* [WHAT TO PRODUCE]:
Among the entries below, which lines include the string "patient"? Show each one.

* [THE DATA]:
◇ ◇ ◇ ◇

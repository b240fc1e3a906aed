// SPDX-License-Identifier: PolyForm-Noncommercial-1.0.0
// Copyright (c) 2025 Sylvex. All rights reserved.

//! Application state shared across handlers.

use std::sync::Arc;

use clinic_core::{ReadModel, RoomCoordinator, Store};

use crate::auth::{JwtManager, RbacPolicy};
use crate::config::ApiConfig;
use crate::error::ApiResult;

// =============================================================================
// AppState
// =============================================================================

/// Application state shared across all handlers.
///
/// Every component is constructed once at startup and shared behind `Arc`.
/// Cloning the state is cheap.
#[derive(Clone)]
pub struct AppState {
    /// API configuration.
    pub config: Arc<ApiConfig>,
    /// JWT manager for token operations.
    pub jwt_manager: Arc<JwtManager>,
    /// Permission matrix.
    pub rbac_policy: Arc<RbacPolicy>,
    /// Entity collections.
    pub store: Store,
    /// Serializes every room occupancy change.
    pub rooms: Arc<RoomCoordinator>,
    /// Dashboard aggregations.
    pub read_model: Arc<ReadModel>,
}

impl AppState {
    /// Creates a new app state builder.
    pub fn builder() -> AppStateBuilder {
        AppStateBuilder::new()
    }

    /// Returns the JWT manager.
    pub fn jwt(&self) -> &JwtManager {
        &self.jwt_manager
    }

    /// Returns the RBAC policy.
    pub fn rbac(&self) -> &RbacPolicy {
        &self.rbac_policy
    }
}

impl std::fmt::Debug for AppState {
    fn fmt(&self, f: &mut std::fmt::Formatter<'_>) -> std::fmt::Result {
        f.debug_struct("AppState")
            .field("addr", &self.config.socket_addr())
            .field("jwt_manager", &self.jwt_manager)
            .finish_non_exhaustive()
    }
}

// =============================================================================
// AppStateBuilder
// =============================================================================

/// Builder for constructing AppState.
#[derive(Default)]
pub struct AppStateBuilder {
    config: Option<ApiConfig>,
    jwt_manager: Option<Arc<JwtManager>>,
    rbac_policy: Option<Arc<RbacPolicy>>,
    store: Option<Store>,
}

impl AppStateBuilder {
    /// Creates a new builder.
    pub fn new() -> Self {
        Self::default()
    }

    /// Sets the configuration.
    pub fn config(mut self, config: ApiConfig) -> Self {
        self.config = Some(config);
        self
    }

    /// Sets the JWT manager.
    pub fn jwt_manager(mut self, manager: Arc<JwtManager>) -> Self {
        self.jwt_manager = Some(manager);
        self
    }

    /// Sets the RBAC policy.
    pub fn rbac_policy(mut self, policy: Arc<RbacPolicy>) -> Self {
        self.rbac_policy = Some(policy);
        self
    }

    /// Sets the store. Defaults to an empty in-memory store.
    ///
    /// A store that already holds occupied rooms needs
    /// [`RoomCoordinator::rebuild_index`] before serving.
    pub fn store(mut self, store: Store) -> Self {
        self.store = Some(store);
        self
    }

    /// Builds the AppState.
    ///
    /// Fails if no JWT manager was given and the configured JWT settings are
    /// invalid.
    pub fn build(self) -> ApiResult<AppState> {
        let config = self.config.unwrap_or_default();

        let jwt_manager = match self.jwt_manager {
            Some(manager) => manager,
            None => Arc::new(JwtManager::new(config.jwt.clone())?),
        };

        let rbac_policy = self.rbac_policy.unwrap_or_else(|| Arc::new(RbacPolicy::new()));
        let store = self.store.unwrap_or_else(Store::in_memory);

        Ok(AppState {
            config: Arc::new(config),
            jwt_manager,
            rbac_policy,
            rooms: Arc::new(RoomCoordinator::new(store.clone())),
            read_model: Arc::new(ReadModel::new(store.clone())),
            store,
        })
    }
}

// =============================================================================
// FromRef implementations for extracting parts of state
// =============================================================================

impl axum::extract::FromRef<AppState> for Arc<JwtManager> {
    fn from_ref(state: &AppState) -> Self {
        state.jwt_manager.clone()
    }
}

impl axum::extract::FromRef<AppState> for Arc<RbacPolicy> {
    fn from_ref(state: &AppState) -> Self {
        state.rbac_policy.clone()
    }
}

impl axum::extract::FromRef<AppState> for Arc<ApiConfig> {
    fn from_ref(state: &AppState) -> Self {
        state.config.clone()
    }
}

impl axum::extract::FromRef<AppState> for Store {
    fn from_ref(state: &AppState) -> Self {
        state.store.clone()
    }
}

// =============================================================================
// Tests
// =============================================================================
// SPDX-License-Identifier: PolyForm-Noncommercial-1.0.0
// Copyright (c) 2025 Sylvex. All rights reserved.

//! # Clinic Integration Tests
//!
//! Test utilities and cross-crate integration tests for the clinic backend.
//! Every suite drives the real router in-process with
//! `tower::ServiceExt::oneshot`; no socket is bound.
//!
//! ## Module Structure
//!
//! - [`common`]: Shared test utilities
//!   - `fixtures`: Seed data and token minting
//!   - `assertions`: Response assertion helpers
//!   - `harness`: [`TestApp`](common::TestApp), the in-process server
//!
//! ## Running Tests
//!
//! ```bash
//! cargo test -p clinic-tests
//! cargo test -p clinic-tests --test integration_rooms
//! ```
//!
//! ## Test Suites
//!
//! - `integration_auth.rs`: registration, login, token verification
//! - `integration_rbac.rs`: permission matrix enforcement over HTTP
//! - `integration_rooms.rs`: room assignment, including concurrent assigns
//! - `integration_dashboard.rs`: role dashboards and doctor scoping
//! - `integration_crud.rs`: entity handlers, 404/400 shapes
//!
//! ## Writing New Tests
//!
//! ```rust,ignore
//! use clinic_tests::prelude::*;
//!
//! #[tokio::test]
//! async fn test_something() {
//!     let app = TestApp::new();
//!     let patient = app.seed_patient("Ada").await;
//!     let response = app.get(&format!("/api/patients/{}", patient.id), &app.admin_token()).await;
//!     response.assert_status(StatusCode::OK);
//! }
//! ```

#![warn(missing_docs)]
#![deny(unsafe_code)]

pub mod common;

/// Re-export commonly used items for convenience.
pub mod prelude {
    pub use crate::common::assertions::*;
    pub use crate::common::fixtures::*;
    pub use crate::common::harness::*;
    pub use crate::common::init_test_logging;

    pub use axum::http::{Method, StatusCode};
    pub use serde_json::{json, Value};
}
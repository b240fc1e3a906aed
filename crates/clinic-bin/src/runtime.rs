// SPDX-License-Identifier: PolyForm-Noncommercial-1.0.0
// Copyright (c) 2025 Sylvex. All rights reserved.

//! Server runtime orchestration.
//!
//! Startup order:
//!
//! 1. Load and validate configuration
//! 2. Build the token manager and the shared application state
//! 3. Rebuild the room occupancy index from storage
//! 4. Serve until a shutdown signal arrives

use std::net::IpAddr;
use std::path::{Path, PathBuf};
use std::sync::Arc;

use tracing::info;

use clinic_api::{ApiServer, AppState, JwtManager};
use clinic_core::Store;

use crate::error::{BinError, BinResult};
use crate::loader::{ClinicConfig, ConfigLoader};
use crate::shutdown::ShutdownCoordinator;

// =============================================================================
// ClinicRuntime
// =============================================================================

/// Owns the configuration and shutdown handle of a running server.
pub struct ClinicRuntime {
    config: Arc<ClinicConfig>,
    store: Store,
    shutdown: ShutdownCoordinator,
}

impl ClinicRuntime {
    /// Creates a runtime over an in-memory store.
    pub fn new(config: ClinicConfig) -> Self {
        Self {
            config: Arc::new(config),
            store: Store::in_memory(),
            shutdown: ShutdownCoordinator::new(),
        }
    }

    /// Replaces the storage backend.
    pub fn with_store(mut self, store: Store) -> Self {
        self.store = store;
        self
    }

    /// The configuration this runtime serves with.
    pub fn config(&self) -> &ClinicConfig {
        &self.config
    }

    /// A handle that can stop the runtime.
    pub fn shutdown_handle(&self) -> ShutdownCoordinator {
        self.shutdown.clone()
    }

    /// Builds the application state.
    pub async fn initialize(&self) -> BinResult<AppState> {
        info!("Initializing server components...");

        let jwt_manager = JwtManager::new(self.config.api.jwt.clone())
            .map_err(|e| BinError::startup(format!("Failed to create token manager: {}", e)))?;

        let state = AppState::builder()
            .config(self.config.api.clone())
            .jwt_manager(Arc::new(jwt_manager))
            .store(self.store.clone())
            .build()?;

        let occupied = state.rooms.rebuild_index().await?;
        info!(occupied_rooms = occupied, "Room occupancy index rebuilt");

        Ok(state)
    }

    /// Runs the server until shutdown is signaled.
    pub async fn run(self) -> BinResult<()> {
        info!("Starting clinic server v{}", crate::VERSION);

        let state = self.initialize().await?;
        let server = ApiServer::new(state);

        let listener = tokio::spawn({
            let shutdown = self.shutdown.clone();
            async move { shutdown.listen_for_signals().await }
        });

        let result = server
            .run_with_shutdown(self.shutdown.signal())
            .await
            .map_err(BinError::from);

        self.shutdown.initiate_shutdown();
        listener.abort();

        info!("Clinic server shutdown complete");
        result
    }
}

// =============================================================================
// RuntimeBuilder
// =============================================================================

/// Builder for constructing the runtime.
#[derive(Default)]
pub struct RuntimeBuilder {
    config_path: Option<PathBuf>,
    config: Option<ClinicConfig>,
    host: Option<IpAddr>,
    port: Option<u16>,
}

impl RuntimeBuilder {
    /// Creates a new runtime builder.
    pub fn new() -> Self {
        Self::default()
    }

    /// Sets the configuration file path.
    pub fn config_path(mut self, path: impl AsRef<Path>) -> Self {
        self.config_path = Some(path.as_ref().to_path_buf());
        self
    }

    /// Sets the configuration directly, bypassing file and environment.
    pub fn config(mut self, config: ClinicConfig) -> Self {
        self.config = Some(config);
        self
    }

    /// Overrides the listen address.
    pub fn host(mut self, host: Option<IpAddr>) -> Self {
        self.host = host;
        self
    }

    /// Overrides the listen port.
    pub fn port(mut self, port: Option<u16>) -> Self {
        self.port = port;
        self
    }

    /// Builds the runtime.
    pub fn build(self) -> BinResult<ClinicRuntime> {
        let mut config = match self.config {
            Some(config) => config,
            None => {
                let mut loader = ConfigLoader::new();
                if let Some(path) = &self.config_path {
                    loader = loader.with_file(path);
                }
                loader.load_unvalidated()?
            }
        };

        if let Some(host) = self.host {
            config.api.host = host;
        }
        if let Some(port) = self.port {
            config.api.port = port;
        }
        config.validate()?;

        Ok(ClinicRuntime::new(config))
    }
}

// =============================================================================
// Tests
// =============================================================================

◇ ◇ ◇ ◇

* [TASK OUTPUT]:
//!     let patient = app.seed_patient("Ada").await;
//!     let response = app.get(&format!("/api/patients/{}", patient.id), &app.admin_token()).await;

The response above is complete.